Mark Leach, Down Syndrome Prenatal Testing
25 January 2017

... Learning to Drive is not, on the face of it, about learning to drive. At first it appears to be, as Michael (Connor Long) has shown an obvious desire to drive since he was a toddler, as the opening ‘home cinema’ shots show us. But he seems to be thwarted by people assuming that, as a twenty-year old man with Down Syndrome, he is incompetent to do so ...
Alison Wilde, Disability Arts Online

I was recently invited to speak to a room of commissioners for services for people with learning disabilities in England. This is a pretty rare event for me these days and so I was keen to make the most of the opportunity.I called my talk ‘Who Put Out the Fire?’ and I wanted to talk about why there no longer seems to be any significant passion or momentum for inclusion or for further deinstitutionalisation. I do not mean that nobody is doing good work. As ever, there are brilliant people doing wonderful things across our communities. But overall the passion that used to exist to bring about positive change has evaporated. In fact, in some places, we see things going into reverse. 
We are at a moment of change ...
Simon Duffy
19 January 2017

The Indiana Governor's Council for People with Disabilities marks Disability Awareness Month throughout March.

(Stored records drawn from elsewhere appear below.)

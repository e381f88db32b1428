use std::sync::Arc;
use std::sync::Mutex;
use std::sync::atomic::AtomicUsize;
use std::sync::atomic::Ordering;

use async_trait::async_trait;
use hearthcmd::CommandError;
use hearthcmd::CommandHandler;
use hearthcmd::Config;
use hearthcmd::Inventory;
use hearthcmd::completion::CompletionError;
use hearthcmd::completion::CompletionRequest;
use hearthcmd::completion::CompletionService;
use hearthcmd::dispatch::AccessoryHost;
use hearthcmd::dispatch::HostError;
use hearthcmd::dispatch::InventoryHost;
use hearthcmd::inventory::Characteristic;
use hearthcmd::inventory::CharacteristicKind;
use hearthcmd::inventory::CharacteristicValue;
use hearthcmd::inventory::Device;
use hearthcmd::inventory::Service;
use hearthcmd::inventory::ServiceKind;
use hearthcmd::inventory::ServiceRef;

/// Completion service with a fixed answer that counts its calls
struct MockCompletion {
    reply: Result<&'static str, u16>,
    calls: AtomicUsize,
    /// Inventory replacement applied while the call is "in flight"
    update_during_call: Mutex<Option<(Arc<Inventory>, Vec<Device>)>>,
}

impl MockCompletion {
    fn replying(text: &'static str) -> Self {
        Self {
            reply: Ok(text),
            calls: AtomicUsize::new(0),
            update_during_call: Mutex::new(None),
        }
    }

    fn failing(status: u16) -> Self {
        Self {
            reply: Err(status),
            ..Self::replying("")
        }
    }
}

#[async_trait]
impl CompletionService for MockCompletion {
    async fn complete(&self, _request: &CompletionRequest) -> Result<String, CompletionError> {
        self.calls.fetch_add(1, Ordering::SeqCst);

        let pending = self.update_during_call.lock().unwrap().take();
        if let Some((inventory, devices)) = pending {
            inventory.update(devices);
        }

        match self.reply {
            Ok(text) => Ok(text.to_string()),
            Err(status) => Err(CompletionError::Status {
                status,
                body: "Too Many Requests".to_string(),
            }),
        }
    }
}

/// Accessory host that records writes before applying them to the inventory
struct RecordingHost {
    inner: InventoryHost,
    writes: AtomicUsize,
}

#[async_trait]
impl AccessoryHost for RecordingHost {
    async fn set_characteristic(
        &self,
        device: &str,
        service: ServiceRef<'_>,
        characteristic: CharacteristicKind,
        value: CharacteristicValue,
    ) -> Result<CharacteristicValue, HostError> {
        self.writes.fetch_add(1, Ordering::SeqCst);
        self.inner
            .set_characteristic(device, service, characteristic, value)
            .await
    }
}

struct Harness {
    inventory: Arc<Inventory>,
    completion: Arc<MockCompletion>,
    host: Arc<RecordingHost>,
    handler: CommandHandler<Arc<MockCompletion>, Arc<RecordingHost>>,
}

fn living_room_light(on: bool) -> Device {
    Device {
        name: "Living Room Light".to_string(),
        services: vec![Service {
            name: "Living Room Light".to_string(),
            kind: ServiceKind::Lightbulb,
            characteristics: vec![Characteristic {
                name: "On".to_string(),
                kind: CharacteristicKind::On,
                value: CharacteristicValue::Bool(on),
            }],
        }],
    }
}

fn harness(completion: MockCompletion) -> Harness {
    let inventory = Arc::new(Inventory::new(vec![living_room_light(false)]));
    let completion = Arc::new(completion);
    let host = Arc::new(RecordingHost {
        inner: InventoryHost::new(inventory.clone()),
        writes: AtomicUsize::new(0),
    });
    let handler = CommandHandler::new(
        inventory.clone(),
        completion.clone(),
        host.clone(),
        &Config::default(),
    );

    Harness {
        inventory,
        completion,
        host,
        handler,
    }
}

fn light_value(inventory: &Inventory) -> CharacteristicValue {
    inventory.find_by_name("Living Room Light").unwrap().services[0].characteristics[0]
        .value
        .clone()
}

#[tokio::test]
async fn test_turn_on_living_room_light() {
    let h = harness(MockCompletion::replying(
        r#"{"action": "turn on", "device": "Living Room Light"}"#,
    ));

    let outcome = h.handler.handle("turn on the living room lights").await.unwrap();

    assert_eq!(outcome.device, "Living Room Light");
    assert_eq!(outcome.value, CharacteristicValue::Bool(true));
    assert_eq!(light_value(&h.inventory), CharacteristicValue::Bool(true));
    assert_eq!(h.host.writes.load(Ordering::SeqCst), 1);
}

#[tokio::test]
async fn test_unknown_device_is_reported() {
    let h = harness(MockCompletion::replying(
        r#"{"action": "turn on", "device": "Garage Door"}"#,
    ));

    let err = h.handler.handle("open the garage door").await.unwrap_err();

    assert_eq!(err, CommandError::DeviceNotFound("Garage Door".to_string()));
    assert_eq!(h.host.writes.load(Ordering::SeqCst), 0);
    assert_eq!(light_value(&h.inventory), CharacteristicValue::Bool(false));
}

#[tokio::test]
async fn test_empty_command_never_calls_completion() {
    let h = harness(MockCompletion::replying(
        r#"{"action": "turn on", "device": "Living Room Light"}"#,
    ));

    let err = h.handler.handle("").await.unwrap_err();

    assert_eq!(err, CommandError::EmptyCommand);
    assert_eq!(h.completion.calls.load(Ordering::SeqCst), 0);
    assert_eq!(h.host.writes.load(Ordering::SeqCst), 0);
}

#[tokio::test]
async fn test_rate_limited_completion_skips_dispatch() {
    let h = harness(MockCompletion::failing(429));

    let err = h.handler.handle("turn on the living room lights").await.unwrap_err();

    assert_eq!(err.remote_status(), Some(429));
    assert!(matches!(err, CommandError::RemoteCallFailed { .. }));
    assert_eq!(h.completion.calls.load(Ordering::SeqCst), 1);
    assert_eq!(h.host.writes.load(Ordering::SeqCst), 0);
}

#[tokio::test]
async fn test_malformed_completion_skips_dispatch() {
    let h = harness(MockCompletion::replying("Sure! I turned on the living room light."));

    let err = h.handler.handle("turn on the living room lights").await.unwrap_err();

    assert!(matches!(err, CommandError::MalformedIntent { .. }));
    assert_eq!(h.host.writes.load(Ordering::SeqCst), 0);
}

#[tokio::test]
async fn test_repeated_command_is_idempotent() {
    let h = harness(MockCompletion::replying(
        r#"{"action": "turn on", "device": "Living Room Light"}"#,
    ));

    let first = h.handler.handle("lights on please").await.unwrap();
    let after_first = light_value(&h.inventory);
    let second = h.handler.handle("lights on please").await.unwrap();

    assert_eq!(first, second);
    assert_eq!(after_first, light_value(&h.inventory));
    assert_eq!(after_first, CharacteristicValue::Bool(true));
}

#[tokio::test]
async fn test_dispatch_uses_inventory_after_concurrent_update() {
    let h = harness(MockCompletion::replying(
        r#"{"action": "turn on", "device": "Living Room Light"}"#,
    ));

    // The light is removed while the completion call is in flight
    *h.completion.update_during_call.lock().unwrap() = Some((h.inventory.clone(), vec![]));

    let err = h.handler.handle("turn on the living room lights").await.unwrap_err();
    assert_eq!(
        err,
        CommandError::DeviceNotFound("Living Room Light".to_string())
    );
    assert!(h.inventory.snapshot().is_empty());
}

#[tokio::test]
async fn test_concurrent_commands_are_independent() {
    let inventory = Arc::new(Inventory::new(vec![
        living_room_light(false),
        Device {
            name: "Hallway".to_string(),
            services: vec![Service {
                name: "Thermostat".to_string(),
                kind: ServiceKind::Thermostat,
                characteristics: vec![Characteristic {
                    name: "Target Temperature".to_string(),
                    kind: CharacteristicKind::TargetTemperature,
                    value: CharacteristicValue::Int(18),
                }],
            }],
        },
    ]));
    let host = Arc::new(InventoryHost::new(inventory.clone()));
    let config = Config::default();

    let light = CommandHandler::new(
        inventory.clone(),
        MockCompletion::replying(r#"{"action": "turn on", "device": "Living Room Light"}"#),
        host.clone(),
        &config,
    );
    let thermostat = CommandHandler::new(
        inventory.clone(),
        MockCompletion::replying(r#"{"action": "set temperature to 21", "device": "Hallway"}"#),
        host,
        &config,
    );

    let (a, b) = tokio::join!(
        light.handle("lights on"),
        thermostat.handle("warm up the hallway")
    );

    assert_eq!(a.unwrap().value, CharacteristicValue::Bool(true));
    assert_eq!(b.unwrap().value, CharacteristicValue::Int(21));

    let hallway = inventory.find_by_name("hallway").unwrap();
    assert_eq!(
        hallway.services[0].characteristics[0].value,
        CharacteristicValue::Int(21)
    );
    assert_eq!(light_value(&inventory), CharacteristicValue::Bool(true));
}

... The 2017 Disability Awareness month campaign theme is "I'm Not Your Inspiration." Often, people with disabilities who are successful, athletic, employed or simply good neighbors are put in the spotlight as inspiration to others. This year's campaign theme emphasizes that people with disabilities are people first - people who want to be fully included in their communities, just like everyone else ...
This is one of a series of posters, and other artwork supporting the theme. The campaign is local, but the message is universal.